## GOAL OF THE EXERCISE
Copy each line of the records below, from the first through the one that contains "handlers and the", exactly as written.

## STORED DATA
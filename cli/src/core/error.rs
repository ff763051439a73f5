//! # dtool Error Types
//!
//! File: cli/src/core/error.rs
//!
//! ## Overview
//!
//! This module defines the error types used throughout dtool. It follows the
//! usual split between a typed error enum and a flexible result alias:
//!
//! - `DtoolError`: a `thiserror` enum for the failures callers need to tell apart
//!   (daemon down, bad filter pattern, missing or stopped container, ...).
//! - `Result<T>`: an alias for `anyhow::Result<T>` used by handlers and the
//!   Docker adapter so context can be attached while propagating.
//!
//! Callers that need to react to a specific failure downcast:
//!
//! ```rust
//! match result {
//!     Err(e) if matches!(e.downcast_ref::<DtoolError>(), Some(DtoolError::DaemonUnavailable)) => {
//!         // show the diagnostic panel
//!     }
//!     other => other?,
//! }
//! ```
//!
use thiserror::Error;

/// Custom error type for dtool.
#[derive(Error, Debug)]
pub enum DtoolError {
    #[error("Docker daemon is not running or not reachable.")]
    DaemonUnavailable,

    /// The daemon passed the health check but a later call could not reach it.
    #[error("Docker daemon became unavailable: {source}")]
    RuntimeUnavailable {
        #[source]
        source: bollard::errors::Error,
    },

    #[error("Docker API interaction failed: {source}")]
    DockerApi {
        #[from]
        source: bollard::errors::Error,
    },

    #[error("Invalid filter pattern '{token}': {source}")]
    InvalidFilterPattern {
        token: String,
        #[source]
        source: regex::Error,
    },

    #[error("Container '{name}' not found.")]
    ContainerNotFound { name: String },

    #[error("Container '{name}' is not running (status: {status}).")]
    ContainerNotRunning { name: String, status: String },

    #[error("Command in container '{container}' exited with code {code}.")]
    ExecFailed { container: String, code: i64 },

    #[error("Shell session in container '{container}' exited with code {code}.")]
    ShellExited { container: String, code: i32 },

    #[error("Configuration error: {0}")]
    Config(String),
}

impl DtoolError {
    /// Normalises a `bollard` error: daemon responses keep their status and
    /// message, anything that never reached the daemon means it went away.
    pub fn from_bollard(source: bollard::errors::Error) -> Self {
        match source {
            bollard::errors::Error::DockerResponseServerError { .. } => {
                DtoolError::DockerApi { source }
            }
            _ => DtoolError::RuntimeUnavailable { source },
        }
    }

    /// Process exit code to use when this error terminates the CLI.
    pub fn exit_code(&self) -> i32 {
        match self {
            // Mirror the remote command's status where it fits in an i32.
            DtoolError::ExecFailed { code, .. } => i32::try_from(*code).unwrap_or(1),
            DtoolError::ShellExited { code, .. } => *code,
            _ => 1,
        }
    }
}

/// Type alias for Result using anyhow::Error.
pub type Result<T> = anyhow::Result<T>;

// --- Unit Tests ---
#[cfg(test)]
mod tests {
    use super::*;

    #[test]
    fn test_error_display() {
        let not_found = DtoolError::ContainerNotFound {
            name: "web".into(),
        };
        assert_eq!(not_found.to_string(), "Container 'web' not found.");

        let not_running = DtoolError::ContainerNotRunning {
            name: "db".into(),
            status: "exited".into(),
        };
        assert_eq!(
            not_running.to_string(),
            "Container 'db' is not running (status: exited)."
        );

        let config_err = DtoolError::Config("engine.cli must not be empty".into());
        assert_eq!(
            config_err.to_string(),
            "Configuration error: engine.cli must not be empty"
        );
    }

    #[test]
    fn test_invalid_pattern_names_token() {
        let source = regex::Regex::new("(").unwrap_err();
        let err = DtoolError::InvalidFilterPattern {
            token: "(".into(),
            source,
        };
        assert!(err.to_string().starts_with("Invalid filter pattern '('"));
    }

    #[test]
    fn test_from_bollard_keeps_server_errors() {
        let server = bollard::errors::Error::DockerResponseServerError {
            status_code: 500,
            message: "boom".into(),
        };
        assert!(matches!(
            DtoolError::from_bollard(server),
            DtoolError::DockerApi { .. }
        ));

        let transport = bollard::errors::Error::RequestTimeoutError;
        assert!(matches!(
            DtoolError::from_bollard(transport),
            DtoolError::RuntimeUnavailable { .. }
        ));
    }

    #[test]
    fn test_exit_codes() {
        assert_eq!(DtoolError::DaemonUnavailable.exit_code(), 1);
        let exec = DtoolError::ExecFailed {
            container: "web".into(),
            code: 3,
        };
        assert_eq!(exec.exit_code(), 3);
        let shell = DtoolError::ShellExited {
            container: "web".into(),
            code: 130,
        };
        assert_eq!(shell.exit_code(), 130);
    }
}
//! # dtool Container Filtering
//!
//! File: cli/src/common/filter.rs
//!
//! Narrows a container listing down to the entries matching a user token.
//! Pure functions only; the daemon is never consulted.
//!
//! - **Exact** (default): the token equals the name, equals the full ID, or is
//!   a prefix of the ID (`dtool ps e3f1d2`). Case-sensitive.
//! - **Regex** (`--regex`): the token, compiled case-insensitively, matches
//!   anywhere in the name or the ID.
//!
//! The input order is kept and records are never modified.
//!
use crate::common::docker::ContainerRecord;
use crate::core::error::DtoolError;
use regex::RegexBuilder;

#[derive(Debug, Clone, Copy, PartialEq, Eq, Default)]
pub enum MatchMode {
    #[default]
    Exact,
    Regex,
}

/// Filter request built from `ps` arguments.
#[derive(Debug, Clone, Default, PartialEq, Eq)]
pub struct FilterSpec {
    pub token: Option<String>,
    pub mode: MatchMode,
    /// Include non-running containers in the listing this filter is applied to.
    pub include_stopped: bool,
}

impl FilterSpec {
    /// The token, if it is present and non-empty.
    fn active_token(&self) -> Option<&str> {
        self.token.as_deref().filter(|t| !t.is_empty())
    }
}

fn exact_match(record: &ContainerRecord, token: &str) -> bool {
    record.name == token || record.id == token || record.id.starts_with(token)
}

/// Keeps the records matching `spec`, in their original order.
///
/// # Errors
///
/// `DtoolError::InvalidFilterPattern` when regex mode is requested and the
/// token does not compile. Nothing is filtered in that case.
pub fn filter_containers(
    containers: Vec<ContainerRecord>,
    spec: &FilterSpec,
) -> Result<Vec<ContainerRecord>, DtoolError> {
    let Some(token) = spec.active_token() else {
        return Ok(containers);
    };

    match spec.mode {
        MatchMode::Exact => Ok(containers
            .into_iter()
            .filter(|c| exact_match(c, token))
            .collect()),
        MatchMode::Regex => {
            let pattern = RegexBuilder::new(token)
                .case_insensitive(true)
                .build()
                .map_err(|source| DtoolError::InvalidFilterPattern {
                    token: token.to_string(),
                    source,
                })?;
            Ok(containers
                .into_iter()
                .filter(|c| pattern.is_match(&c.name) || pattern.is_match(&c.id))
                .collect())
        }
    }
}

#[cfg(test)]
mod tests {
    use super::*;
    use crate::common::docker::{ContainerStatus, ImageInfo};

    fn record(id: &str, name: &str) -> ContainerRecord {
        ContainerRecord {
            id: id.to_string(),
            short_id: id.chars().take(12).collect(),
            name: name.to_string(),
            image: ImageInfo::default(),
            status: ContainerStatus::Running,
            ports: Vec::new(),
        }
    }

    fn sample() -> Vec<ContainerRecord> {
        vec![
            record("e3f1d2a9b8c7d6e5f4a3", "web-frontend"),
            record("a1b2c3d4e5f6a7b8c9d0", "api"),
            record("e3f1ffff00001111aaaa", "Worker-1"),
            record("0000111122223333aaaa", "db"),
        ]
    }

    fn names(records: &[ContainerRecord]) -> Vec<&str> {
        records.iter().map(|r| r.name.as_str()).collect()
    }

    fn spec(token: &str, mode: MatchMode) -> FilterSpec {
        FilterSpec {
            token: Some(token.to_string()),
            mode,
            include_stopped: false,
        }
    }

    #[test]
    fn test_empty_token_is_identity() {
        let input = sample();
        let absent = filter_containers(input.clone(), &FilterSpec::default()).unwrap();
        assert_eq!(absent, input);
        let empty = filter_containers(input.clone(), &spec("", MatchMode::Regex)).unwrap();
        assert_eq!(empty, input);
    }

    #[test]
    fn test_exact_prefix_matches_short_id() {
        let out = filter_containers(sample(), &spec("e3f1d2", MatchMode::Exact)).unwrap();
        assert_eq!(names(&out), ["web-frontend"]);
    }

    #[test]
    fn test_exact_shared_prefix_keeps_order() {
        let out = filter_containers(sample(), &spec("e3f1", MatchMode::Exact)).unwrap();
        assert_eq!(names(&out), ["web-frontend", "Worker-1"]);
    }

    #[test]
    fn test_exact_name_and_full_id() {
        let by_name = filter_containers(sample(), &spec("api", MatchMode::Exact)).unwrap();
        assert_eq!(names(&by_name), ["api"]);
        let by_id =
            filter_containers(sample(), &spec("0000111122223333aaaa", MatchMode::Exact)).unwrap();
        assert_eq!(names(&by_id), ["db"]);
    }

    #[test]
    fn test_exact_is_case_sensitive_and_not_substring() {
        let upper = filter_containers(sample(), &spec("API", MatchMode::Exact)).unwrap();
        assert!(upper.is_empty());
        let partial = filter_containers(sample(), &spec("front", MatchMode::Exact)).unwrap();
        assert!(partial.is_empty());
    }

    #[test]
    fn test_exact_results_satisfy_predicate() {
        for token in ["e", "a1", "db", "zzz", "0000"] {
            let out = filter_containers(sample(), &spec(token, MatchMode::Exact)).unwrap();
            assert!(out.iter().all(|c| exact_match(c, token)));
            assert!(out.iter().all(|c| sample().contains(c)));
        }
    }

    #[test]
    fn test_regex_is_case_insensitive_substring() {
        let out = filter_containers(sample(), &spec("worker", MatchMode::Regex)).unwrap();
        assert_eq!(names(&out), ["Worker-1"]);
        let out = filter_containers(sample(), &spec("^(api|db)$", MatchMode::Regex)).unwrap();
        assert_eq!(names(&out), ["api", "db"]);
    }

    #[test]
    fn test_regex_matches_id() {
        let out = filter_containers(sample(), &spec("AAAA$", MatchMode::Regex)).unwrap();
        assert_eq!(names(&out), ["Worker-1", "db"]);
    }

    #[test]
    fn test_regex_matching_empty_string_keeps_all() {
        let out = filter_containers(sample(), &spec(".*", MatchMode::Regex)).unwrap();
        assert_eq!(out, sample());
    }

    #[test]
    fn test_invalid_regex_fails() {
        let err = filter_containers(sample(), &spec("web(", MatchMode::Regex)).unwrap_err();
        match err {
            DtoolError::InvalidFilterPattern { token, .. } => assert_eq!(token, "web("),
            other => panic!("unexpected error: {other:?}"),
        }
    }

    #[test]
    fn test_invalid_regex_text_is_fine_in_exact_mode() {
        let out = filter_containers(sample(), &spec("web(", MatchMode::Exact)).unwrap();
        assert!(out.is_empty());
    }

    #[test]
    fn test_no_match_is_empty_not_error() {
        let out = filter_containers(sample(), &spec("nothing-here", MatchMode::Regex)).unwrap();
        assert!(out.is_empty());
    }
}
//! # dtool Main Entry Point
//!
//! File: cli/src/main.rs
//!
//! ## Overview
//!
//! Entry point for the `dtool` CLI. It handles:
//! - Command-line argument parsing using Clap
//! - Setting up logging based on `--verbose`
//! - Loading the configuration
//! - The daemon-health gate and dispatch to the command handlers
//! - Turning errors into a message on stderr and an exit code
//!
//! ## Flow
//!
//! 1. Parse arguments; `--version` / `--help` exit here.
//! 2. Configure logging (stderr, so stdout only carries command output).
//!    `completions` prints its script and exits here.
//! 3. Load `config.toml`.
//! 4. Connect and ping the daemon; exit 1 with a panel if it is down.
//! 5. Run the command handler.
//!
//! ```bash
//! dtool ps --all
//! dtool --verbose --verbose ps web
//! ```
//!
use clap::{CommandFactory, Parser, Subcommand};
use colored::Colorize;
use std::path::{Path, PathBuf};
use tracing_subscriber::{fmt, EnvFilter};

mod commands; // Subcommand handlers (ps, shell, exec)
mod common; // Docker adapter, filtering, terminal UI
mod core; // Errors and configuration
mod version;

use crate::common::{docker::RuntimeClient, ui::panel};
use crate::core::{
    config,
    error::{DtoolError, Result},
};

/// Top-level command-line arguments.
#[derive(Parser, Debug)]
#[command(
    name = "dtool",
    about = "🐳 Docker operations made simple",
    long_about = "🐳 Docker Tool - Smart Docker container management\n\n\
                  Run 'dtool COMMAND --help' for more information on a command.",
    after_help = "Made with ❤️ for developers who hate long Docker commands",
    disable_version_flag = true,
    arg_required_else_help = true
)]
struct Cli {
    /// Show version and exit.
    #[arg(short = 'v', long = "version")]
    version: bool,

    /// Increase log verbosity (repeat for more).
    #[arg(long, action = clap::ArgAction::Count, global = true)]
    verbose: u8,

    /// Path to a config file (defaults to the user config directory).
    #[arg(long, global = true, env = "DTOOL_CONFIG")]
    config: Option<PathBuf>,

    #[command(subcommand)]
    command: Option<Commands>,
}

/// All available commands.
#[derive(Subcommand, Debug)]
enum Commands {
    Ps(commands::ps::PsArgs),
    Shell(commands::shell::ShellArgs),
    Exec(commands::exec::ExecArgs),
    Completions(commands::completions::CompletionsArgs),
}

fn init_logging(verbose: u8) {
    let log_level = match verbose {
        0 => "warn",
        1 => "info",
        2 => "debug",
        _ => "trace",
    };
    let env_filter =
        EnvFilter::try_from_default_env().unwrap_or_else(|_| EnvFilter::new(log_level));
    fmt::Subscriber::builder()
        .with_env_filter(env_filter)
        .with_writer(std::io::stderr)
        .with_target(false)
        .compact()
        .init();
}

/// Loads the configuration, then passes the daemon gate.
async fn prepare(config_path: Option<&Path>) -> Result<(config::Config, RuntimeClient)> {
    let cfg = config::load_config(config_path)?;
    let client = commands::connect_checked().await?;
    Ok((cfg, client))
}

async fn run(command: Commands, config_path: Option<&Path>) -> Result<()> {
    match command {
        Commands::Completions(args) => {
            commands::completions::handle_completions(args, &mut Cli::command())
        }
        Commands::Ps(args) => {
            let (cfg, client) = prepare(config_path).await?;
            commands::ps::handle_ps(args, &client, &cfg.ps).await
        }
        Commands::Shell(args) => {
            let (cfg, client) = prepare(config_path).await?;
            commands::shell::handle_shell(args, &client, &cfg).await
        }
        Commands::Exec(args) => {
            let (_, client) = prepare(config_path).await?;
            commands::exec::handle_exec(args, &client).await
        }
    }
}

/// Prints `e` for the user and returns the exit code to use.
fn report_error(e: &anyhow::Error) -> i32 {
    match e.downcast_ref::<DtoolError>() {
        Some(DtoolError::DaemonUnavailable) => {
            eprint!("{}", panel::daemon_unavailable());
            1
        }
        // The shell already showed whatever went wrong.
        Some(err @ DtoolError::ShellExited { .. }) => err.exit_code(),
        Some(err) => {
            eprintln!("{} {:#}", "Error:".red().bold(), e);
            err.exit_code()
        }
        None => {
            eprintln!("{} {:#}", "Error:".red().bold(), e);
            1
        }
    }
}

#[tokio::main(flavor = "current_thread")]
async fn main() -> anyhow::Result<()> {
    let cli = Cli::parse();
    init_logging(cli.verbose);
    tracing::debug!("Parsed CLI arguments: {:?}", cli);

    if cli.version {
        println!("{} version {}", "Docker Tool".blue().bold(), version::VERSION);
        return Ok(());
    }

    let Some(command) = cli.command else {
        Cli::command().print_help()?;
        return Ok(());
    };

    if let Err(e) = run(command, cli.config.as_deref()).await {
        tracing::debug!("Command execution failed: {:?}", e);
        std::process::exit(report_error(&e));
    }

    Ok(())
}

## RESPONSE BELOW
filename cli/src/core/error.rs
repository ff763051439a73f5
//! # dtool Error Types
//!
//! File: cli/src/core/error.rs
//!
//! ## Overview
//!
//! This module defines the error types used throughout dtool. It follows the
//! usual split between a typed error enum and a flexible result alias:
//!
//! - `DtoolError`: a `thiserror` enum for the failures callers need to tell apart
//!   (daemon down, bad filter pattern, missing or stopped container, ...).
//! - `Result<T>`: an alias for `anyhow::Result<T>` used by handlers and the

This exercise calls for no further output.